_Your goal_.
Find the word "until" in the data below and copy each line that holds it.

_Records provided_.
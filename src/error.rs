use std::fmt;
use std::io;
use thiserror::Error;

#[derive(Error, Debug)]
pub enum RazgzError {
    #[error("IO error: {0}")]
    Io(#[from] io::Error),

    #[error("invalid gzip stream: {0}")]
    InvalidGzip(String),

    #[error("decompression error: {0}")]
    Decompression(String),

    #[error("block synchronization failed: {0}")]
    Sync(String),

    #[error("invalid argument: {0}")]
    InvalidArgument(String),

    #[error("file not found: {0}")]
    FileNotFound(String),

    #[error("thread error: {0}")]
    Thread(String),

    #[error("multi-member gzip stream; not splittable for parallel decoding")]
    MultiMember,
}

impl RazgzError {
    pub fn invalid_gzip<T: fmt::Display>(msg: T) -> Self {
        RazgzError::InvalidGzip(msg.to_string())
    }

    pub fn decompression<T: fmt::Display>(msg: T) -> Self {
        RazgzError::Decompression(msg.to_string())
    }

    pub fn sync<T: fmt::Display>(msg: T) -> Self {
        RazgzError::Sync(msg.to_string())
    }

    pub fn invalid_argument<T: fmt::Display>(msg: T) -> Self {
        RazgzError::InvalidArgument(msg.to_string())
    }

    pub fn thread<T: fmt::Display>(msg: T) -> Self {
        RazgzError::Thread(msg.to_string())
    }
}

pub type RazgzResult<T> = Result<T, RazgzError>;
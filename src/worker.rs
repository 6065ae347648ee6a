//! Per-thread chunk workers.
//!
//! Two variants share the block-loop plumbing:
//!
//! - [`FirstChunkWorker`]: starts at a known block boundary (stream start,
//!   or the position where the previous section's last chunk stopped) with
//!   a resolved context, and decodes straight into a concrete window.
//! - [`RandomAccessChunkWorker`]: starts at a nominal byte offset, finds a
//!   real block boundary by blind synchronization, decodes speculatively
//!   into a 16-bit symbolic window (switching to an 8-bit window once the
//!   backref multiplexer succeeds), then patches its output into real bytes
//!   when the upstream context arrives.
//!
//! A worker returns its chunk's resolved output; the caller is responsible
//! for writing it to the sink before publishing the context downstream, so
//! the handoff chain doubles as the output ordering.

use crate::bitstream::BitStream;
use crate::block_finder::{sync, SyncParams};
use crate::error::{RazgzError, RazgzResult};
use crate::handoff::{FromUpstream, Handoff, ToDownstream};
use crate::multiplexer::{resolve_wide_symbol, BackrefMultiplexer};
use crate::parser::{BlockParser, BlockResult, ParseMode};
use crate::window::{ByteWindow, DeflateWindow, SymbolicWindow, CONTEXT_SIZE};

/// Blocks decoded wide before the first multiplex attempt.
const MUX_MIN_BLOCKS: usize = 8;

/// Input remaining after a final block beyond which the stream is treated
/// as multi-member (another gzip member follows the 8-byte footer).
const TRAILING_SLACK_BYTES: usize = 32;

#[derive(Clone, Copy, PartialEq, Eq, Debug)]
enum StopReason {
    /// BFINAL was observed.
    LastBlock,
    /// The downstream worker's stop position was reached.
    CaughtUpDownstream,
}

pub struct WorkerOutput {
    pub bytes: Vec<u8>,
    /// Bit position of the first block boundary at or past the stop.
    pub stopped_at_bits: usize,
    /// The trailing 32 KiB of resolved output, for the downstream worker.
    pub context: Vec<u8>,
    pub reached_last_block: bool,
}

/// Decode blocks until the final block or the downstream stop position.
fn decompress_loop<W: DeflateWindow>(
    parser: &mut BlockParser,
    input: &mut BitStream<'_>,
    window: &mut W,
    stop: Option<&ToDownstream>,
) -> RazgzResult<StopReason> {
    loop {
        if let Some(link) = stop {
            if input.position_bits() >= link.stop_position() {
                return Ok(StopReason::CaughtUpDownstream);
            }
        }
        match parser.parse_block(input, window, ParseMode::MustSucceed) {
            BlockResult::Success => {}
            BlockResult::LastBlock => return Ok(StopReason::LastBlock),
            err => {
                return Err(RazgzError::decompression(format!(
                    "{:?} at bit {}",
                    err,
                    input.position_bits()
                )))
            }
        }
    }
}

/// Last `CONTEXT_SIZE` bytes of `previous ++ output`.
fn trailing_context(previous: &[u8], output: &[u8]) -> Vec<u8> {
    if output.len() >= CONTEXT_SIZE {
        output[output.len() - CONTEXT_SIZE..].to_vec()
    } else {
        let take = CONTEXT_SIZE - output.len();
        let mut ctx = Vec::with_capacity(CONTEXT_SIZE);
        ctx.extend_from_slice(&previous[previous.len() - take..]);
        ctx.extend_from_slice(output);
        ctx
    }
}

/// Reject a final block that leaves another member's worth of input behind.
fn check_single_member(input: &BitStream<'_>) -> RazgzResult<()> {
    let consumed = input.position_bits().div_ceil(8);
    if input.size().saturating_sub(consumed) > TRAILING_SLACK_BYTES {
        return Err(RazgzError::MultiMember);
    }
    Ok(())
}

pub struct FirstChunkWorker<'a> {
    parser: BlockParser,
    input: BitStream<'a>,
}

impl<'a> FirstChunkWorker<'a> {
    pub fn new(deflate_data: &'a [u8]) -> Self {
        FirstChunkWorker {
            parser: BlockParser::new(),
            input: BitStream::new(deflate_data),
        }
    }

    /// Decode one section's first chunk from a known boundary. The context
    /// is `None` only at stream offset 0.
    pub fn run(
        &mut self,
        start_bits: usize,
        initial_context: Option<&[u8]>,
        stop: Option<&ToDownstream>,
    ) -> RazgzResult<WorkerOutput> {
        if !self.input.set_position_bits(start_bits) {
            return Err(RazgzError::decompression(
                "section resume position is outside the input",
            ));
        }
        let mut window = match initial_context {
            Some(ctx) => ByteWindow::with_context(ctx),
            None => ByteWindow::new(),
        };
        let reason = decompress_loop(&mut self.parser, &mut self.input, &mut window, stop)?;
        if reason == StopReason::LastBlock {
            check_single_member(&self.input)?;
        }

        let stopped_at_bits = self.input.position_bits();
        let bytes = window.into_output();
        let zeros;
        let previous = match initial_context {
            Some(ctx) => ctx,
            None => {
                zeros = vec![0u8; CONTEXT_SIZE];
                &zeros
            }
        };
        Ok(WorkerOutput {
            context: trailing_context(previous, &bytes),
            bytes,
            stopped_at_bits,
            reached_last_block: reason == StopReason::LastBlock,
        })
    }
}

pub struct RandomAccessChunkWorker<'a> {
    parser: BlockParser,
    input: BitStream<'a>,
    sync_params: SyncParams,
    thread_index: usize,
    verbosity: u8,
}

impl<'a> RandomAccessChunkWorker<'a> {
    pub fn new(
        deflate_data: &'a [u8],
        sync_params: SyncParams,
        thread_index: usize,
        verbosity: u8,
    ) -> Self {
        RandomAccessChunkWorker {
            parser: BlockParser::new(),
            input: BitStream::new(deflate_data),
            sync_params,
            thread_index,
            verbosity,
        }
    }

    /// Decode one chunk starting from the nominal byte boundary at
    /// `chunk_start_bits`. `chunk_bytes` sizes the symbolic buffer.
    pub fn run(
        &mut self,
        chunk_start_bits: usize,
        chunk_bytes: usize,
        up: FromUpstream,
        stop: Option<&ToDownstream>,
    ) -> RazgzResult<WorkerOutput> {
        let point = sync(
            &mut self.parser,
            &mut self.input,
            chunk_start_bits,
            &self.sync_params,
        )
        .ok_or_else(|| {
            RazgzError::sync(format!(
                "no block boundary found within budget after bit {}",
                chunk_start_bits
            ))
        })?;
        // Publish upward before doing anything else: the upstream worker
        // must not decode past our first block.
        up.set_end_block(point.bit_pos);
        if self.verbosity >= 2 {
            eprintln!(
                "razgz: thread {} synced at bit {}{}",
                self.thread_index,
                point.bit_pos,
                if point.reached_final_block {
                    " (confirmation reached the final block)"
                } else {
                    ""
                }
            );
        }

        if let Some(link) = stop {
            // Syncing at or past the downstream boundary (a chunk with no
            // boundary of its own) is survivable: the decode loop catches
            // up immediately and the downstream worker re-decodes from the
            // authoritative upstream position.
            if self.verbosity >= 2 && point.bit_pos >= link.stop_position() {
                eprintln!(
                    "razgz: thread {}: sync at bit {} reached the downstream boundary",
                    self.thread_index, point.bit_pos
                );
            }
        }

        // Speculative decode: wide until the multiplexer fits the live
        // unresolved offsets into byte codepoints, then narrow.
        let mut wide = SymbolicWindow::new(chunk_bytes);
        let mut mux = BackrefMultiplexer::new();
        let mut narrow: Option<ByteWindow> = None;
        let mut block_count = 0usize;

        let reason = loop {
            if let Some(link) = stop {
                if self.input.position_bits() >= link.stop_position() {
                    break StopReason::CaughtUpDownstream;
                }
            }
            if narrow.is_none() && block_count > MUX_MIN_BLOCKS && block_count % 2 == 1 {
                if let Some(ctx) = mux.compress(wide.context()) {
                    narrow = Some(ByteWindow::with_context(&ctx));
                }
            }
            let result = match narrow.as_mut() {
                Some(w) => self
                    .parser
                    .parse_block(&mut self.input, w, ParseMode::MustSucceed),
                None => self
                    .parser
                    .parse_block(&mut self.input, &mut wide, ParseMode::MustSucceed),
            };
            match result {
                BlockResult::Success => block_count += 1,
                BlockResult::LastBlock => break StopReason::LastBlock,
                err => {
                    return Err(RazgzError::decompression(format!(
                        "{:?} at bit {}",
                        err,
                        self.input.position_bits()
                    )))
                }
            }
        };
        if reason == StopReason::LastBlock {
            check_single_member(&self.input)?;
        }
        let stopped_at_bits = self.input.position_bits();

        let handoff = up.get_context()?;
        if handoff.reached_final {
            // The upstream worker consumed the whole stream (our stop
            // position lost the race); everything we decoded is already in
            // its output. Pass its handoff through unchanged.
            return Ok(WorkerOutput {
                bytes: Vec::new(),
                stopped_at_bits: handoff.stopped_at_bits,
                context: handoff.context,
                reached_last_block: true,
            });
        }
        if handoff.stopped_at_bits != point.bit_pos {
            // Our sync was a false positive (or the upstream overran before
            // seeing the stop). The upstream position is authoritative:
            // drop the speculative output and decode again with the real
            // context.
            if self.verbosity >= 1 {
                eprintln!(
                    "razgz: thread {}: upstream stopped at bit {} but sync found {}; re-decoding",
                    self.thread_index, handoff.stopped_at_bits, point.bit_pos
                );
            }
            return self.redecode(&handoff, stop);
        }

        // Patch the symbolic output into real bytes.
        let narrow_out = narrow.map(|w| w.into_output());
        let mut bytes =
            Vec::with_capacity(wide.decoded_len() + narrow_out.as_ref().map_or(0, |o| o.len()));
        for &sym in wide.output() {
            bytes.push(resolve_wide_symbol(sym, &handoff.context));
        }
        if let Some(out) = narrow_out {
            let lkt = mux.context_to_lkt(&handoff.context);
            bytes.extend(out.iter().map(|&c| lkt[c as usize]));
        }

        Ok(WorkerOutput {
            context: trailing_context(&handoff.context, &bytes),
            bytes,
            stopped_at_bits,
            reached_last_block: reason == StopReason::LastBlock,
        })
    }

    /// Conservative recovery for a sync/upstream position mismatch.
    fn redecode(
        &mut self,
        handoff: &Handoff,
        stop: Option<&ToDownstream>,
    ) -> RazgzResult<WorkerOutput> {
        // The upstream worker may have overrun past our own stop position
        // (or to the end of the input); the remaining range can be empty.
        if let Some(link) = stop {
            if handoff.stopped_at_bits >= link.stop_position() {
                return Ok(WorkerOutput {
                    bytes: Vec::new(),
                    stopped_at_bits: handoff.stopped_at_bits,
                    context: handoff.context.clone(),
                    reached_last_block: false,
                });
            }
        }
        if handoff.stopped_at_bits >= 8 * self.input.size() {
            return Ok(WorkerOutput {
                bytes: Vec::new(),
                stopped_at_bits: handoff.stopped_at_bits,
                context: handoff.context.clone(),
                reached_last_block: true,
            });
        }
        if !self.input.set_position_bits(handoff.stopped_at_bits) {
            return Err(RazgzError::decompression(
                "upstream stop position is outside the input",
            ));
        }
        let mut window = ByteWindow::with_context(&handoff.context);
        let reason = decompress_loop(&mut self.parser, &mut self.input, &mut window, stop)?;
        if reason == StopReason::LastBlock {
            check_single_member(&self.input)?;
        }
        let stopped_at_bits = self.input.position_bits();
        let bytes = window.into_output();
        Ok(WorkerOutput {
            context: trailing_context(&handoff.context, &bytes),
            bytes,
            stopped_at_bits,
            reached_last_block: reason == StopReason::LastBlock,
        })
    }
}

_Result of the task_.
/// Decode blocks until the final block or the downstream stop position.
        // Speculative decode: wide until the multiplexer fits the live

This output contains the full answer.